[Saved entries]
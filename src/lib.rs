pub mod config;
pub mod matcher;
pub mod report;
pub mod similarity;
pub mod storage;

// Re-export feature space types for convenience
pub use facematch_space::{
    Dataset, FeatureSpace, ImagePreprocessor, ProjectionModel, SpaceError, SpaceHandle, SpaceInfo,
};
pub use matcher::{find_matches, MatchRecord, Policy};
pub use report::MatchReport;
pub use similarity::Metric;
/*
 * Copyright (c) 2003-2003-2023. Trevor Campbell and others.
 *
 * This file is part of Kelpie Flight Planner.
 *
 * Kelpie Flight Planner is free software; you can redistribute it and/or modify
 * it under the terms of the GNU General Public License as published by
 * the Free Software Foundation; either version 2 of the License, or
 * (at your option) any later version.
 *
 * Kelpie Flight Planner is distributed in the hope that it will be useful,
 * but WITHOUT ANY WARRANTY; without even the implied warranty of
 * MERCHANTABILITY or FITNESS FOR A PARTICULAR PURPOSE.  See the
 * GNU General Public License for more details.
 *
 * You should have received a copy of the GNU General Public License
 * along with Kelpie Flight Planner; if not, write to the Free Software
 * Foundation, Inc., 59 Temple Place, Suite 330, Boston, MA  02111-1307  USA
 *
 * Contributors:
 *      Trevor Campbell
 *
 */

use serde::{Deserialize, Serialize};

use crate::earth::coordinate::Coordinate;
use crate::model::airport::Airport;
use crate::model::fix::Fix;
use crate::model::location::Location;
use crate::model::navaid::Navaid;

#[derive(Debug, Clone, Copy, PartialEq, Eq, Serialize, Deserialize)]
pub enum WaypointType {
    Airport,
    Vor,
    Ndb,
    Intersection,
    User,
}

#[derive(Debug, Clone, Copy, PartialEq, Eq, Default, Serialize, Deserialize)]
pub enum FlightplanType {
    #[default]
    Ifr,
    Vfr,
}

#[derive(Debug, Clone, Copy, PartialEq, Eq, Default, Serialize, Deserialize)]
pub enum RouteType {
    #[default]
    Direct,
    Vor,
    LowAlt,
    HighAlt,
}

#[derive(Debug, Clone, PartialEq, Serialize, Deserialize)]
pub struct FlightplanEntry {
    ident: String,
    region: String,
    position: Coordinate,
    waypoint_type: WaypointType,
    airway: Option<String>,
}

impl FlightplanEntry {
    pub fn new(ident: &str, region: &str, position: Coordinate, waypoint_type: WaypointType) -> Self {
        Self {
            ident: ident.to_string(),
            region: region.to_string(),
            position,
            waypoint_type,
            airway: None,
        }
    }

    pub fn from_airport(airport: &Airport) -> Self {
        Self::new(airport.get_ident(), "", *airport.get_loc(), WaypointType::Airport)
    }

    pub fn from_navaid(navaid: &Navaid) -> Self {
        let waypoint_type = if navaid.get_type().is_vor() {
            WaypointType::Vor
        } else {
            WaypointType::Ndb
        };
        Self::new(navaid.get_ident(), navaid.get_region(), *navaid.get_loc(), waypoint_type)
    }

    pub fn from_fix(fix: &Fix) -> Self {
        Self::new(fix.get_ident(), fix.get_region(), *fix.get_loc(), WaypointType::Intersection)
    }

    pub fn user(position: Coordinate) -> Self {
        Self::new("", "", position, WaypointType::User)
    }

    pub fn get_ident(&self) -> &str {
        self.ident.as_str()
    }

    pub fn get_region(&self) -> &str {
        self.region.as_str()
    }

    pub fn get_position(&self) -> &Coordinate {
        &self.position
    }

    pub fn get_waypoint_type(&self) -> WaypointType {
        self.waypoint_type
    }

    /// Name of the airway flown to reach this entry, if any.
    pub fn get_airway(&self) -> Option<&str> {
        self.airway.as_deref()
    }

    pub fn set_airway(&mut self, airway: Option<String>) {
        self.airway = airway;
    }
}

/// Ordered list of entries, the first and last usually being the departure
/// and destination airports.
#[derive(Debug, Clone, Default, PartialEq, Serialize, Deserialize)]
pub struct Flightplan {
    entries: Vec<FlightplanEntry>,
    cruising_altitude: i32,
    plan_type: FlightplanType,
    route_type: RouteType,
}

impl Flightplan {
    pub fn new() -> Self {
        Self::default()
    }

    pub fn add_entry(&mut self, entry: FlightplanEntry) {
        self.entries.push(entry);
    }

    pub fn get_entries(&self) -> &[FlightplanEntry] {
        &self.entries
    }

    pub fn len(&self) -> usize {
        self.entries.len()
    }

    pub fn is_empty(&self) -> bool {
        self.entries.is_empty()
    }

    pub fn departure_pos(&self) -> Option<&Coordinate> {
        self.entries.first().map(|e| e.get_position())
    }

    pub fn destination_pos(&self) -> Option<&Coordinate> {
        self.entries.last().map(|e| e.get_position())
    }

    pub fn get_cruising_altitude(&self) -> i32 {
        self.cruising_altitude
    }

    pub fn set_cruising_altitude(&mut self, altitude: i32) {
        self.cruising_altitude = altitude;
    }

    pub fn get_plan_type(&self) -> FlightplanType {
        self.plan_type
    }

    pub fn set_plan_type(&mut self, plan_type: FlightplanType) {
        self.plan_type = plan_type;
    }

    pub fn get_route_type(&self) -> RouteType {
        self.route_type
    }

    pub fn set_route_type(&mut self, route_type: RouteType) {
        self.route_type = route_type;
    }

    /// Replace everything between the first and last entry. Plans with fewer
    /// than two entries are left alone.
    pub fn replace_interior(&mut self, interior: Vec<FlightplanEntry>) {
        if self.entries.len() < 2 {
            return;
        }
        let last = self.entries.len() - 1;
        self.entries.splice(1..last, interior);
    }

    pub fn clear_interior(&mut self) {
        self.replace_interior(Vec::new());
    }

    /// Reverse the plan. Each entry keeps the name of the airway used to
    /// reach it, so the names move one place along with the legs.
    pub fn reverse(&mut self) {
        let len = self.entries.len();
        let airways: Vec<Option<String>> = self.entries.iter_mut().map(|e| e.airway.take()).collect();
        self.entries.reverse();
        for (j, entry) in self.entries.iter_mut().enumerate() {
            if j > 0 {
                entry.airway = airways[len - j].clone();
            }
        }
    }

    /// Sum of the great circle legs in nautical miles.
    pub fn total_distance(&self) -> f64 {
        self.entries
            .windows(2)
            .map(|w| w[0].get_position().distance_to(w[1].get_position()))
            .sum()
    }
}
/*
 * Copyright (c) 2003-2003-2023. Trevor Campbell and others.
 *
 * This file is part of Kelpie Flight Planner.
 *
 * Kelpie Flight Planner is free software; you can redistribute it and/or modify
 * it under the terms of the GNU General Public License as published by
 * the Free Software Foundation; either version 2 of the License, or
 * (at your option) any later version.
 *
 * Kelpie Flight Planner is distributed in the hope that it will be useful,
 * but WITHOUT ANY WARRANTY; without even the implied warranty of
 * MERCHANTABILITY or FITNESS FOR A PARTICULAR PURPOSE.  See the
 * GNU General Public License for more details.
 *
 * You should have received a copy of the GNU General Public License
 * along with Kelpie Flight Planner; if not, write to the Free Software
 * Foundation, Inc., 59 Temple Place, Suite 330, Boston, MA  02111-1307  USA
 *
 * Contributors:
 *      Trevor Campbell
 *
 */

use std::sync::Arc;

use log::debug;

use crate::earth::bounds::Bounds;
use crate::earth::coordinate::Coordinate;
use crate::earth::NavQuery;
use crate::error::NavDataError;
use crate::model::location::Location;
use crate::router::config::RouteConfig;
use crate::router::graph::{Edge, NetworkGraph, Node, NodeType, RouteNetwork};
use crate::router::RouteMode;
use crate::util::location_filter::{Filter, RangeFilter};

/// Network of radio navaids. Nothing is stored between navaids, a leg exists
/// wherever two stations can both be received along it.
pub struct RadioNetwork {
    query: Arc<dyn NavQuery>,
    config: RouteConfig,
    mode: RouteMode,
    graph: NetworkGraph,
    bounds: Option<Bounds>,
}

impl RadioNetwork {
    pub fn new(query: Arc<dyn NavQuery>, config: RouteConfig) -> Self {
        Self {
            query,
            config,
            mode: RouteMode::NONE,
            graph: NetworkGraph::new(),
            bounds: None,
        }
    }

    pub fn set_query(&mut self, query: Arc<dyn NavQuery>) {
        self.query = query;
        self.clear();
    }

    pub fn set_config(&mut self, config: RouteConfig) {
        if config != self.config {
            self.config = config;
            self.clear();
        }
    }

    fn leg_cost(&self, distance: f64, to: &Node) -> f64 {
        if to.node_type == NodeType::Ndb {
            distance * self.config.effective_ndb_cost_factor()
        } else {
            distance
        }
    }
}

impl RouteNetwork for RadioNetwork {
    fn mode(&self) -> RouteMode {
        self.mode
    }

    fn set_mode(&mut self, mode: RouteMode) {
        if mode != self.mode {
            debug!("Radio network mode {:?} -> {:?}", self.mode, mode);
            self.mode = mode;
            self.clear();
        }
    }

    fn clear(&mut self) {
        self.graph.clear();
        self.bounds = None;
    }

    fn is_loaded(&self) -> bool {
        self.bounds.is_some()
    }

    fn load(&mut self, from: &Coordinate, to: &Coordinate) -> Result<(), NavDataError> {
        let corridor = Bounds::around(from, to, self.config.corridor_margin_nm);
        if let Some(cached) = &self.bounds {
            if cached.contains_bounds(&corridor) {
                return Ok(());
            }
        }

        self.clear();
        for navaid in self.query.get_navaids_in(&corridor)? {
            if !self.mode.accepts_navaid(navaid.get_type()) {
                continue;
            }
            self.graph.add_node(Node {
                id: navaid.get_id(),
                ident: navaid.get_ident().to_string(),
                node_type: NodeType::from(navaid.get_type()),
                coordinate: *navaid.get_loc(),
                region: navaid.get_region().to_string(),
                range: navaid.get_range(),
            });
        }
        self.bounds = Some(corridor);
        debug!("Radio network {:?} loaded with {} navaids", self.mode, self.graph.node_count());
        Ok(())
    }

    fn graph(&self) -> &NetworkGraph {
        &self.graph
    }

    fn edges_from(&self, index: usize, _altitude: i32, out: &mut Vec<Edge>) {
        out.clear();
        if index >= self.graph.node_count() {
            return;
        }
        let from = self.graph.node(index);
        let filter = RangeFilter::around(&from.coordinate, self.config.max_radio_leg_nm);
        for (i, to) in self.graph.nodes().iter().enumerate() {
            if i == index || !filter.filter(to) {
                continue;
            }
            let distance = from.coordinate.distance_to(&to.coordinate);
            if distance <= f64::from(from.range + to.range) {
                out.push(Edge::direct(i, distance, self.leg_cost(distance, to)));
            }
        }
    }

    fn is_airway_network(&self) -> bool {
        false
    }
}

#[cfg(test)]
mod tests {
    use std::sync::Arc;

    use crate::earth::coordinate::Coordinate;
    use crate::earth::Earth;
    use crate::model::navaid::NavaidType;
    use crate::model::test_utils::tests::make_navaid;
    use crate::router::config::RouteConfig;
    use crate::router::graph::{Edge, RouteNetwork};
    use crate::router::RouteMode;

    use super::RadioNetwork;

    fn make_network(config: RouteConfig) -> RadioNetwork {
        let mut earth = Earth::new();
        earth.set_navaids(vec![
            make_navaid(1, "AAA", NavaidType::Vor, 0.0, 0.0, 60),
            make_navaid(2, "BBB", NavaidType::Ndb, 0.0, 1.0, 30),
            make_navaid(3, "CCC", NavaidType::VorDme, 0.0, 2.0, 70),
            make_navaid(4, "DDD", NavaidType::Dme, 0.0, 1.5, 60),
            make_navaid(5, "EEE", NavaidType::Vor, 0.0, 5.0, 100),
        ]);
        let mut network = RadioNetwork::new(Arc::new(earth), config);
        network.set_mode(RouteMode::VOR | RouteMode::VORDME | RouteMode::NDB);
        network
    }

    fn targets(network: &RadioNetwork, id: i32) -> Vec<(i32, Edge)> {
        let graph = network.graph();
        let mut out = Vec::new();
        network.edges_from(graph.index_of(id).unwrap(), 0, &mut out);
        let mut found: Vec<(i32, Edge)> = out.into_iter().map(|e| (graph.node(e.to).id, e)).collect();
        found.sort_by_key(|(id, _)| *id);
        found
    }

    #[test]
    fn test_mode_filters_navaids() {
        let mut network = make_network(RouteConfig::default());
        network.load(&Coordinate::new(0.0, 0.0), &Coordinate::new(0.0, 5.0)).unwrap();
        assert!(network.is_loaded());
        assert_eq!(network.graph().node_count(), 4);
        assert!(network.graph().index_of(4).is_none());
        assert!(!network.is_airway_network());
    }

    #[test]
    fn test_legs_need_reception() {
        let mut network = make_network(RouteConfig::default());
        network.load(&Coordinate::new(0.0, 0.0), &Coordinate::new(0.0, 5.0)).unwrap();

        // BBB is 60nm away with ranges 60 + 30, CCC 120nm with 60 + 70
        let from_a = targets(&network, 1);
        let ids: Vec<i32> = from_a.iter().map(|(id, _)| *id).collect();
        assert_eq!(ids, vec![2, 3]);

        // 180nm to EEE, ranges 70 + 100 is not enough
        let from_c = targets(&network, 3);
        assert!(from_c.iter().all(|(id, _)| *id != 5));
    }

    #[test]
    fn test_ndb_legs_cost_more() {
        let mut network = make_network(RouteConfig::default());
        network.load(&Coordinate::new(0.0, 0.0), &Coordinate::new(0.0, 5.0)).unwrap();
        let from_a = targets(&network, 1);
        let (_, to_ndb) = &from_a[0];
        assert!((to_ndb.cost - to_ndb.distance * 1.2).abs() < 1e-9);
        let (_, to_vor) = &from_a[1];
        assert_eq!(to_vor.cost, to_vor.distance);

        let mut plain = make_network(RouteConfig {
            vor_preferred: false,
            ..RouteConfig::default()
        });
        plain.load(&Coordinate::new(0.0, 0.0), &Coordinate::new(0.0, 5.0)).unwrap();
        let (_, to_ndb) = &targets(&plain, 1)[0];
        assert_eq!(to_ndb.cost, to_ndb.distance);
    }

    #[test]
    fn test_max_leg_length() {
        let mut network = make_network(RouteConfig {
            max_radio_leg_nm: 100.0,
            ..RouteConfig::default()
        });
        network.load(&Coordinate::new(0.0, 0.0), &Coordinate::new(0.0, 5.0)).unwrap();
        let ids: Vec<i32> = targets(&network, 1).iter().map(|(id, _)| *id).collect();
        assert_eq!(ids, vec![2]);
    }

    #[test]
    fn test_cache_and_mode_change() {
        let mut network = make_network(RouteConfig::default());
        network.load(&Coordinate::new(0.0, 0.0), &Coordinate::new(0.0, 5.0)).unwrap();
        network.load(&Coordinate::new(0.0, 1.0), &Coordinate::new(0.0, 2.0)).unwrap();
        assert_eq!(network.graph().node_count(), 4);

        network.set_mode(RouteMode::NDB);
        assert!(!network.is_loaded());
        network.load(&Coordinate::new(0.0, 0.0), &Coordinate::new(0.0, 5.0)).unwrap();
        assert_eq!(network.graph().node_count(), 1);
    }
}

* * *

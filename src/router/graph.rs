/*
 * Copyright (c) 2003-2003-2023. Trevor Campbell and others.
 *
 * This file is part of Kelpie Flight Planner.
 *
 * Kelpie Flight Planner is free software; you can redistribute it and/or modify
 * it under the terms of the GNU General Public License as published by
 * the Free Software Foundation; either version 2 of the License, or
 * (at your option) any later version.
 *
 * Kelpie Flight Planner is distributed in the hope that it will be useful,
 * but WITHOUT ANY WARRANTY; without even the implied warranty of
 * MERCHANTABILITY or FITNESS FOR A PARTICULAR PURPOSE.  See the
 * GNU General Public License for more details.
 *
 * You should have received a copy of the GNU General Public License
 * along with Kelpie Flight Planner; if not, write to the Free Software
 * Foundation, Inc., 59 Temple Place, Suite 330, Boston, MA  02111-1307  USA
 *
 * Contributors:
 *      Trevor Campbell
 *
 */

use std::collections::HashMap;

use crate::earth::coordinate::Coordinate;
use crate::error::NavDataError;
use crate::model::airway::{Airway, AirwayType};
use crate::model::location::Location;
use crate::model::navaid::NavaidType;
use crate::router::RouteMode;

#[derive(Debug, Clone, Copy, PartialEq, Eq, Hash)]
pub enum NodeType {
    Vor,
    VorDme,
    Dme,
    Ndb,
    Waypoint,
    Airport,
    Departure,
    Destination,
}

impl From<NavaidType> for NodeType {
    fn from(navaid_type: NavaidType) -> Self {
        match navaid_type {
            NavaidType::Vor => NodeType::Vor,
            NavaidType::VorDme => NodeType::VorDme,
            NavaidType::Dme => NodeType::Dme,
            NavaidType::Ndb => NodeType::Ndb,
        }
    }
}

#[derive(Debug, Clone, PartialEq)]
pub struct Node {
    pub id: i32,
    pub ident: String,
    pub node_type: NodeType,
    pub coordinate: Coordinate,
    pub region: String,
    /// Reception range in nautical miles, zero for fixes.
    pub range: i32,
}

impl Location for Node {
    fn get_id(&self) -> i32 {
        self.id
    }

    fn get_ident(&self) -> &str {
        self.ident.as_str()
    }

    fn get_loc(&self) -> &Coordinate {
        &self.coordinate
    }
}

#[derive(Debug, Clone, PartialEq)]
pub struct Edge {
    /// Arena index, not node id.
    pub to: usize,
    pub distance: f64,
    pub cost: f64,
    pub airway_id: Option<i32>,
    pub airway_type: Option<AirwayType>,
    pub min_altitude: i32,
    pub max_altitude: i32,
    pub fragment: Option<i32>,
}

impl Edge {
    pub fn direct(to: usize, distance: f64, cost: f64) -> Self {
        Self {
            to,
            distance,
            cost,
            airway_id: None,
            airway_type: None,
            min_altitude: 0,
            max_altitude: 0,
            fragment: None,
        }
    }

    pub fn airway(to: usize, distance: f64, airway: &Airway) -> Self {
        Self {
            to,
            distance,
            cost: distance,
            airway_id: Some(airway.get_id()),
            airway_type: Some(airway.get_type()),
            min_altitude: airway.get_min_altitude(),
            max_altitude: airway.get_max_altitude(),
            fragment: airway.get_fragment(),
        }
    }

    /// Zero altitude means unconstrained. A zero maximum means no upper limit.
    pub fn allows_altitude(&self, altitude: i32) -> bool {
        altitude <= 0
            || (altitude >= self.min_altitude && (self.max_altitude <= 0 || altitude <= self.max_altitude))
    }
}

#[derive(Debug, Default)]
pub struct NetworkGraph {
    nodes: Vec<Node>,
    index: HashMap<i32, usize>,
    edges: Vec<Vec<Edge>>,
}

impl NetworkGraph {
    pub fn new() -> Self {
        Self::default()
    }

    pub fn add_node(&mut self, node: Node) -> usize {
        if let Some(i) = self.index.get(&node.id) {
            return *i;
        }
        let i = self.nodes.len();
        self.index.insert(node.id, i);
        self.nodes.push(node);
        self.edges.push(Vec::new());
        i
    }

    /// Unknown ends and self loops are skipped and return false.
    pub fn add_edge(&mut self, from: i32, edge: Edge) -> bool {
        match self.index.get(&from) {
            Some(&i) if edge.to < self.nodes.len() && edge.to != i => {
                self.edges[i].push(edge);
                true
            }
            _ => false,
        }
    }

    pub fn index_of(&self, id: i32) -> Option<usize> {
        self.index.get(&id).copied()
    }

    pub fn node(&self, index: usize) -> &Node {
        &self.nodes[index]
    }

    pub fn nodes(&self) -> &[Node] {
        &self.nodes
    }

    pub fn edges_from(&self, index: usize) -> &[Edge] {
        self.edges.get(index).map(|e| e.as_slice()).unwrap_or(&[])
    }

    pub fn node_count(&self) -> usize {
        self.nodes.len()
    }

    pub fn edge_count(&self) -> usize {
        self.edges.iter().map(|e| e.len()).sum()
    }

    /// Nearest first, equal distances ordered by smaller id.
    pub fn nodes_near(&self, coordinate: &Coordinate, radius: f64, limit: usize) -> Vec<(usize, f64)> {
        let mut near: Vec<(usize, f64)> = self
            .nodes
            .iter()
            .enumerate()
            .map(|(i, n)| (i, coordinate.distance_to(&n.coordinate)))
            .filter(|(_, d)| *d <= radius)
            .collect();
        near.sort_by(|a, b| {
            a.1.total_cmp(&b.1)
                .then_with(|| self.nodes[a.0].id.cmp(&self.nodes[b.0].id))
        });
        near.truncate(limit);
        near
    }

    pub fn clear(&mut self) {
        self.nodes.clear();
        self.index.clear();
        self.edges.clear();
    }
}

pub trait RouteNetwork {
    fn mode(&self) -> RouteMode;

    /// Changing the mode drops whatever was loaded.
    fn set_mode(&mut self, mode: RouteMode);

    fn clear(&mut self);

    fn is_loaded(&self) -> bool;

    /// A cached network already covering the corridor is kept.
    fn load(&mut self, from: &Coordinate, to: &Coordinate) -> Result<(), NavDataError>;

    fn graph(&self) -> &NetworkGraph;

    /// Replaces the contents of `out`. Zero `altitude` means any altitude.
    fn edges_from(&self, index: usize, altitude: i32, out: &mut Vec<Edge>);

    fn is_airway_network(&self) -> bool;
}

--

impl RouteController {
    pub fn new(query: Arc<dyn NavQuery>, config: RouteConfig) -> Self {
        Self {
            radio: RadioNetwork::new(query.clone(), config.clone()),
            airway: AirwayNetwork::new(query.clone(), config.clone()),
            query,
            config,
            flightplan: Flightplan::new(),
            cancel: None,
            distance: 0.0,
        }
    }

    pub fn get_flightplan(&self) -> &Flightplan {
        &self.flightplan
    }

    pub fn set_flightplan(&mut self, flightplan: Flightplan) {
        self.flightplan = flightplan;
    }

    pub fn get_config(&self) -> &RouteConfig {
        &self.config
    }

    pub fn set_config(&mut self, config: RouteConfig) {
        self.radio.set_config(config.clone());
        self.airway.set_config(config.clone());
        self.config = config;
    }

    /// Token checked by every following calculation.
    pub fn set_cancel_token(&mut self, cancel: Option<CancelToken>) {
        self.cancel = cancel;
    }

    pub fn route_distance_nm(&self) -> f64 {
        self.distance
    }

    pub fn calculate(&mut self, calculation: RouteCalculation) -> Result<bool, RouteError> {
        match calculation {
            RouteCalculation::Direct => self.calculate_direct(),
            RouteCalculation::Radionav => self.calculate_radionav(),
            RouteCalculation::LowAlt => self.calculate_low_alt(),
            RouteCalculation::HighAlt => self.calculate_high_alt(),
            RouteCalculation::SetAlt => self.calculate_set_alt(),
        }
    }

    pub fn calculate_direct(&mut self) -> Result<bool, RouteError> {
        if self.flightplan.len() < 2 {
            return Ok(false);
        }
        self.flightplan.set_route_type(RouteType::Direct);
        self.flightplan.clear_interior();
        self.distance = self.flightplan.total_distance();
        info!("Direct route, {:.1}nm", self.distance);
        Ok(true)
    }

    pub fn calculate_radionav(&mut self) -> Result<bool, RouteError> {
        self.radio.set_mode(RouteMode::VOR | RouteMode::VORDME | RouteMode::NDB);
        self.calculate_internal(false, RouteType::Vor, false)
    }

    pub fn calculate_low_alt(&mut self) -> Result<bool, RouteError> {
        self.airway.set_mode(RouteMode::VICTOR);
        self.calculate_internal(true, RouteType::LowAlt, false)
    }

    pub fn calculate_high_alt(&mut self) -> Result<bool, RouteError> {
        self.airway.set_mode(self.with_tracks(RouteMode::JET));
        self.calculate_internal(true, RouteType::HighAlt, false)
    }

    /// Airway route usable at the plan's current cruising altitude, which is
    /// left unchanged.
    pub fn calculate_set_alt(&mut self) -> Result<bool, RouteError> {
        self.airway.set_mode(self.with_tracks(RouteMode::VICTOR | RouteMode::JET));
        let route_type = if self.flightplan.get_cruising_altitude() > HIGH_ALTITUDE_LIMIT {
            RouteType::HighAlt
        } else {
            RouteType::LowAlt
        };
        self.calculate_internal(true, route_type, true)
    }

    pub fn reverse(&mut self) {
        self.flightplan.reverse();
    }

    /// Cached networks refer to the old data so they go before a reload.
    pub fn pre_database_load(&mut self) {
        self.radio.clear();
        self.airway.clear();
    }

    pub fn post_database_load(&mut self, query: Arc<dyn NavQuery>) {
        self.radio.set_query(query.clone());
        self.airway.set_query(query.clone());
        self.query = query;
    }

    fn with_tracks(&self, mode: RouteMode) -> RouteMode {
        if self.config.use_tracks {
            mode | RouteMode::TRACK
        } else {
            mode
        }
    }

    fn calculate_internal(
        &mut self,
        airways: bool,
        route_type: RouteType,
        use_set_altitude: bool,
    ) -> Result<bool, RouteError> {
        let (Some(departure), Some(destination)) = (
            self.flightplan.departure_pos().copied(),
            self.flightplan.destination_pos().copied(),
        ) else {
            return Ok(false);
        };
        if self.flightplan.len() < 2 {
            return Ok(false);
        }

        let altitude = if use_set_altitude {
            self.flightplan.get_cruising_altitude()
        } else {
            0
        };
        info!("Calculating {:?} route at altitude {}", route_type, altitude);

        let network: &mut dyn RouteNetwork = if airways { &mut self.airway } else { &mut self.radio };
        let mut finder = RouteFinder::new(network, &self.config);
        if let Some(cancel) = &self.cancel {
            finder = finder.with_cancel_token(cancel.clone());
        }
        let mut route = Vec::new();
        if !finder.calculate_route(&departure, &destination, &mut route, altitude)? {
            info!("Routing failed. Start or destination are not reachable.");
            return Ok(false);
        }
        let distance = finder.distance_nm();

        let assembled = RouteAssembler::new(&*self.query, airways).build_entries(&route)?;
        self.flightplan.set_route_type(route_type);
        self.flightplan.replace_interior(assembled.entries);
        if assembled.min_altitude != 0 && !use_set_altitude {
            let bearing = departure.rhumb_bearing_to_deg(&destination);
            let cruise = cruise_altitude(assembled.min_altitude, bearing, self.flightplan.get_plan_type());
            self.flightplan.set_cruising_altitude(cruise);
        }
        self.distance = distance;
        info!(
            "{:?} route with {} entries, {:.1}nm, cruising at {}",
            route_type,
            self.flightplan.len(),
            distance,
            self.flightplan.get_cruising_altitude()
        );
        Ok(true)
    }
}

_Task requirements_:
All that is wanted is the stretch of lines above from the one containing "network.set_mode(RouteMode::VOR | RouteMode::VORDME" through the one containing "let mut out = Vec::new();", duplicated exactly.

_Output for this exercise_:
        network.set_mode(RouteMode::VOR | RouteMode::VORDME | RouteMode::NDB);
        network
    }

    fn targets(network: &RadioNetwork, id: i32) -> Vec<(i32, Edge)> {
        let graph = network.graph();
        let mut out = Vec::new();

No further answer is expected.